Interesante la propuesta de este escritor que mezcla las tradiciones y magia gallegas con un thriller. La novela empieza muy con un argumento y un personaje muy interesantes. El autor, poco a poco, nos va introduciendo en la trama y en el pasado del protagonista principal, despertando nuestro interés, con lo que la primera aproximación al cuadro y sus colores es esperanzadora.
A medida que avanza la novela, esos retrocesos y avances en la trama se van haciendo más monótonos, da la sensación constante de que el autor nos está preparando para otra novela que no es ésta y la trama principal por momentos se ve relegada a un papel secundario. He tenido la sensación de que el autor ha querido dar demasiada información y con eso los hechos principales poco a poco van perdiendo vigor y, aunque progresan, da la sensación de que hay demasiado relleno para este bizcocho. Incluso hay detalles de ese pasado que no acaban de encajar con el personaje que nos habían bosquejado de forma detallada al principio.

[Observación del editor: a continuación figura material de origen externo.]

use std::{
    io::{self, Stderr, Write},
    panic,
    time::{Duration, Instant},
};

use crossterm::{
    ExecutableCommand, QueueableCommand, cursor as ccursor, event as cevent, style, terminal,
};
use scopeguard::guard;
use tracing::error;

use crate::{
    app::App,
    backend::{BackendControl, TerminalSession},
    error::{Error, Result},
    key::{KeyMap, RemoteKey},
};

/// Longest time the runloop blocks on input when no timer is pending.
const IDLE_WAIT: Duration = Duration::from_millis(250);

/// Crossterm-backed implementation of `BackendControl`.
#[derive(Debug)]
pub struct CrosstermControl {
    /// Stderr handle used for control output.
    fp: Stderr,
}

impl CrosstermControl {
    /// Enter alternate screen and raw mode.
    fn enter(&mut self) -> io::Result<()> {
        terminal::enable_raw_mode()?;
        self.fp.execute(terminal::EnterAlternateScreen)?;
        self.fp.execute(ccursor::Hide)?;
        Ok(())
    }

    /// Leave alternate screen and restore terminal state.
    fn exit(&mut self) -> io::Result<()> {
        self.fp.execute(terminal::LeaveAlternateScreen)?;
        self.fp.execute(ccursor::Show)?;
        terminal::disable_raw_mode()?;
        Ok(())
    }
}

impl Default for CrosstermControl {
    fn default() -> Self {
        Self { fp: io::stderr() }
    }
}

impl BackendControl for CrosstermControl {
    fn start(&mut self) -> Result<()> {
        Ok(self.enter()?)
    }

    fn stop(&mut self) -> Result<()> {
        Ok(self.exit()?)
    }
}

/// Translate a terminal key press into a raw remote code. Keys are resolved
/// through the key map, so remapped codes still line up: arrows, enter,
/// backspace (back), escape (exit), F1-F4 (colour keys) and digits map to
/// their remote keys, other printable characters to their code points.
pub fn translate_key(k: &cevent::KeyEvent, keys: &KeyMap) -> Option<u32> {
    let remote = match k.code {
        cevent::KeyCode::Left => RemoteKey::Left,
        cevent::KeyCode::Right => RemoteKey::Right,
        cevent::KeyCode::Up => RemoteKey::Up,
        cevent::KeyCode::Down => RemoteKey::Down,
        cevent::KeyCode::Enter => RemoteKey::Enter,
        cevent::KeyCode::Backspace => RemoteKey::Return,
        cevent::KeyCode::Esc => RemoteKey::Exit,
        cevent::KeyCode::F(1) => RemoteKey::Red,
        cevent::KeyCode::F(2) => RemoteKey::Green,
        cevent::KeyCode::F(3) => RemoteKey::Yellow,
        cevent::KeyCode::F(4) => RemoteKey::Blue,
        cevent::KeyCode::Char(c) => match c.to_digit(10) {
            Some(d) => RemoteKey::Digit(d as u8),
            None => return Some(u32::from(c)),
        },
        _ => return None,
    };
    keys.code_for(remote)
}

/// Is this Ctrl+C?
fn is_ctrl_c(k: &cevent::KeyEvent) -> bool {
    k.code == cevent::KeyCode::Char('c') && k.modifiers.contains(cevent::KeyModifiers::CONTROL)
}

/// Clear the screen and draw the active scene outline.
fn draw(fp: &mut Stderr, app: &App) -> Result<()> {
    let outline = app.dump(true)?;
    fp.queue(terminal::Clear(terminal::ClearType::All))?;
    fp.queue(ccursor::MoveTo(0, 0))?;
    if let Some(scene) = app.router().current() {
        fp.queue(style::Print(format!("[{scene}]\r\n")))?;
    }
    for line in outline.lines() {
        fp.queue(style::Print(line))?;
        fp.queue(style::Print("\r\n"))?;
    }
    fp.flush()?;
    Ok(())
}

/// Restore the terminal and report an error together with the scene outline.
fn fail(e: Error, app: &App, session: &mut TerminalSession) -> Error {
    drop(session.stop());
    eprintln!("Error: {e}");
    match app.dump(false) {
        Ok(outline) => eprintln!("\nScene outline:\n{outline}"),
        Err(dump_err) => eprintln!("Failed to dump scene: {dump_err}"),
    }
    e
}

/// Ctrl+C handling policy for the crossterm runloop.
#[derive(Debug, Clone, Copy, PartialEq, Eq)]
pub enum CtrlCBehavior {
    /// Stop the runloop with status 130.
    Exit,
    /// Dump the active scene and stop the runloop with status 130.
    DumpTreeAndExit,
}

/// Options for configuring the crossterm runloop behavior.
#[derive(Debug, Clone, Copy)]
pub struct RunloopOptions {
    /// Install a panic hook that restores the terminal before the panic
    /// message is printed.
    pub install_panic_hook: bool,
    /// Configure how Ctrl+C is handled.
    pub ctrl_c: CtrlCBehavior,
}

impl RunloopOptions {
    /// Construct options that dump the active scene before exiting on Ctrl+C.
    pub fn ctrlc_dump() -> Self {
        Self {
            ctrl_c: CtrlCBehavior::DumpTreeAndExit,
            ..Self::default()
        }
    }
}

impl Default for RunloopOptions {
    fn default() -> Self {
        Self {
            install_panic_hook: true,
            ctrl_c: CtrlCBehavior::Exit,
        }
    }
}

/// Run the event loop using the crossterm backend.
pub fn runloop(app: App) -> Result<i32> {
    runloop_with_options(app, RunloopOptions::default())
}

/// Run the event loop using the crossterm backend with custom options.
///
/// Between key presses the loop sleeps until the scheduler's next timer is
/// due, then advances the scheduler clock by the real time that passed.
/// Returns the process exit status once the application asks to exit.
pub fn runloop_with_options(mut app: App, options: RunloopOptions) -> Result<i32> {
    let mut session = TerminalSession::new(Box::new(CrosstermControl::default()))?;
    let mut fp = io::stderr();

    let _panic_hook = if options.install_panic_hook {
        let previous = panic::take_hook();
        panic::set_hook(Box::new(|pi| {
            let mut stderr = io::stderr();
            #[allow(unused_must_use, reason = "best effort while panicking")]
            {
                crossterm::execute!(stderr, terminal::LeaveAlternateScreen, ccursor::Show);
                terminal::disable_raw_mode();
            }
            eprintln!("{pi}");
        }));
        Some(guard(previous, |hook| {
            panic::set_hook(hook);
        }))
    } else {
        None
    };

    if let Err(e) = app.tick().and_then(|_| draw(&mut fp, &app)) {
        return Err(fail(e, &app, &mut session));
    }

    loop {
        if app.exit_requested() {
            session.stop()?;
            return Ok(0);
        }
        let wait = app.next_wait().map_or(IDLE_WAIT, |w| w.min(IDLE_WAIT));
        let started = Instant::now();
        if cevent::poll(wait)?
            && let cevent::Event::Key(k) = cevent::read()?
            && k.kind == cevent::KeyEventKind::Press
        {
            if is_ctrl_c(&k) {
                drop(session.stop());
                if options.ctrl_c == CtrlCBehavior::DumpTreeAndExit {
                    eprintln!("\nCtrl+C pressed - scene outline:");
                    match app.dump(false) {
                        Ok(outline) => eprintln!("{outline}"),
                        Err(dump_err) => eprintln!("Failed to dump scene: {dump_err}"),
                    }
                }
                return Ok(130);
            }
            if let Some(code) = translate_key(&k, app.keys().keys())
                && let Err(e) = app.handle_key(code)
            {
                error!("key {code}: {e}");
                return Err(fail(e, &app, &mut session));
            }
        }
        if let Err(e) = app
            .advance(started.elapsed())
            .and_then(|_| draw(&mut fp, &app))
        {
            return Err(fail(e, &app, &mut session));
        }
    }
}

#[cfg(test)]
mod tests {
    use super::*;

    /// A plain key press.
    fn press(code: cevent::KeyCode) -> cevent::KeyEvent {
        cevent::KeyEvent::new(code, cevent::KeyModifiers::NONE)
    }

    #[test]
    fn keys_follow_the_map() {
        let defaults = KeyMap::default();
        assert_eq!(translate_key(&press(cevent::KeyCode::Left), &defaults), Some(37));
        assert_eq!(translate_key(&press(cevent::KeyCode::Backspace), &defaults), Some(8));
        assert_eq!(translate_key(&press(cevent::KeyCode::Char('7')), &defaults), Some(55));
        assert_eq!(translate_key(&press(cevent::KeyCode::Char('x')), &defaults), Some(120));
        assert_eq!(translate_key(&press(cevent::KeyCode::F(1)), &defaults), Some(403));
        assert_eq!(translate_key(&press(cevent::KeyCode::Tab), &defaults), None);

        let mut custom = KeyMap::empty();
        custom.bind(1001, RemoteKey::Enter);
        assert_eq!(translate_key(&press(cevent::KeyCode::Enter), &custom), Some(1001));
        assert_eq!(translate_key(&press(cevent::KeyCode::Up), &custom), None);
        assert!(is_ctrl_c(&cevent::KeyEvent::new(
            cevent::KeyCode::Char('c'),
            cevent::KeyModifiers::CONTROL
        )));
    }
}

Llega un momento que (por lo menos a mí) se hace casi todo evidente, quizás el autor da pistas claras al lector de forma voluntaria, pero mediada la novela he estado esperando a un final que veía bastante obvio visto el desarrollo de la acción. En lugar de elevarse el interés, el pulso argumental se va debilitando y uno avanza ya por amor propio y para darle una oportunidad al escritor para la sorpresa y la reanimación. El autor empieza como si fuera una novela de John Connolly y el resultado se parece más a JK Rowling.
Desgraciadamente, la resolución resulta previsible, incluso aburrida, algunos giros argumentales parecen innecesarios y el dejar espacio abierto para próximas novelas, me produce el efecto contrario a quedarme con ganas de volver al personaje y a su historia.